I would like every record below transcribed exactly as it is.

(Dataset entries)
↓

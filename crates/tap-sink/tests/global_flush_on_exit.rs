// crates/tap-sink/tests/global_flush_on_exit.rs
//
// The test binary re-runs itself as a child process. The child logs through
// the shared sink, calls `flush_global`, and returns from `main` without
// shutting the writer down. The parent then reads the file the child left.
use std::env;
use std::fs;
use std::process::Command;
use std::thread;
use std::time::Duration;

use tap_core::Phase;
use tap_protocol::{encode_start_marker, parse_event_line, Marker};
use tap_sink::{flush_global, try_log_marker_exact};

const CHILD_VAR: &str = "TAP_SINK_EXIT_CHILD";
const TEST_NAME: &str = "accepted_lines_survive_process_exit";

fn start_marker(key: u64) -> Vec<u8> {
    let marker = Marker {
        phase: Phase::Start,
        is_request: true,
        is_push: false,
        sender: 5,
        receiver: 6,
        correlation_key: key,
    };
    let mut buf = Vec::new();
    encode_start_marker(&marker, 16, &mut buf).unwrap();
    buf
}

fn run_child() {
    assert!(try_log_marker_exact(&start_marker(0)));
    // let the writer go idle with the first line sitting in its buffer
    thread::sleep(Duration::from_millis(300));
    for key in 1..=10 {
        assert!(try_log_marker_exact(&start_marker(key)));
    }
    assert!(flush_global());
}

#[test]
fn accepted_lines_survive_process_exit() {
    if env::var_os(CHILD_VAR).is_some() {
        run_child();
        return;
    }

    // nothing opened in this process yet, so there is nothing to flush
    assert!(flush_global());

    let dir = tempfile::tempdir().unwrap();
    let path = dir.path().join("recv.log");
    let output = Command::new(env::current_exe().unwrap())
        .args([TEST_NAME, "--exact", "--test-threads=1"])
        .env(CHILD_VAR, "1")
        .env("ZMQ_RECV_TIMESTAMP_PATH", &path)
        // no periodic flush can land while the child runs
        .env("RECV_TAP_FLUSH_MS", "3600000")
        .output()
        .unwrap();
    assert!(
        output.status.success(),
        "child failed: {}",
        String::from_utf8_lossy(&output.stderr)
    );

    let contents = fs::read_to_string(&path).unwrap();
    let keys: Vec<u64> = contents
        .lines()
        .filter_map(parse_event_line)
        .map(|e| e.correlation_key)
        .collect();
    assert_eq!(keys, (0..=10).collect::<Vec<u64>>());
}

↑

- Result of this exercise -
filename crates/tap-sink/tests/global_flush_on_exit.rs
// crates/tap-sink/tests/global_flush_on_exit.rs
//
// The test binary re-runs itself as a child process. The child logs through
// the shared sink, calls `flush_global`, and returns from `main` without
// shutting the writer down. The parent then reads the file the child left.
use std::env;
use std::fs;
use std::process::Command;
use std::thread;
use std::time::Duration;

use tap_core::Phase;
use tap_protocol::{encode_start_marker, parse_event_line, Marker};
use tap_sink::{flush_global, try_log_marker_exact};

const CHILD_VAR: &str = "TAP_SINK_EXIT_CHILD";
const TEST_NAME: &str = "accepted_lines_survive_process_exit";

fn start_marker(key: u64) -> Vec<u8> {
    let marker = Marker {
        phase: Phase::Start,
        is_request: true,
        is_push: false,
        sender: 5,
        receiver: 6,
        correlation_key: key,
    };
    let mut buf = Vec::new();
    encode_start_marker(&marker, 16, &mut buf).unwrap();
    buf
}

fn run_child() {
    assert!(try_log_marker_exact(&start_marker(0)));
    // let the writer go idle with the first line sitting in its buffer
    thread::sleep(Duration::from_millis(300));
    for key in 1..=10 {
        assert!(try_log_marker_exact(&start_marker(key)));
    }
    assert!(flush_global());
}

#[test]
fn accepted_lines_survive_process_exit() {
    if env::var_os(CHILD_VAR).is_some() {
        run_child();
        return;
    }

    // nothing opened in this process yet, so there is nothing to flush
    assert!(flush_global());

    let dir = tempfile::tempdir().unwrap();
    let path = dir.path().join("recv.log");
    let output = Command::new(env::current_exe().unwrap())
        .args([TEST_NAME, "--exact", "--test-threads=1"])
        .env(CHILD_VAR, "1")
        .env("ZMQ_RECV_TIMESTAMP_PATH", &path)
        // no periodic flush can land while the child runs
        .env("RECV_TAP_FLUSH_MS", "3600000")
        .output()
        .unwrap();
    assert!(
        output.status.success(),
        "child failed: {}",
        String::from_utf8_lossy(&output.stderr)
    );

    let contents = fs::read_to_string(&path).unwrap();
    let keys: Vec<u64> = contents
        .lines()
        .filter_map(parse_event_line)
        .map(|e| e.correlation_key)
        .collect();
    assert_eq!(keys, (0..=10).collect::<Vec<u64>>());
}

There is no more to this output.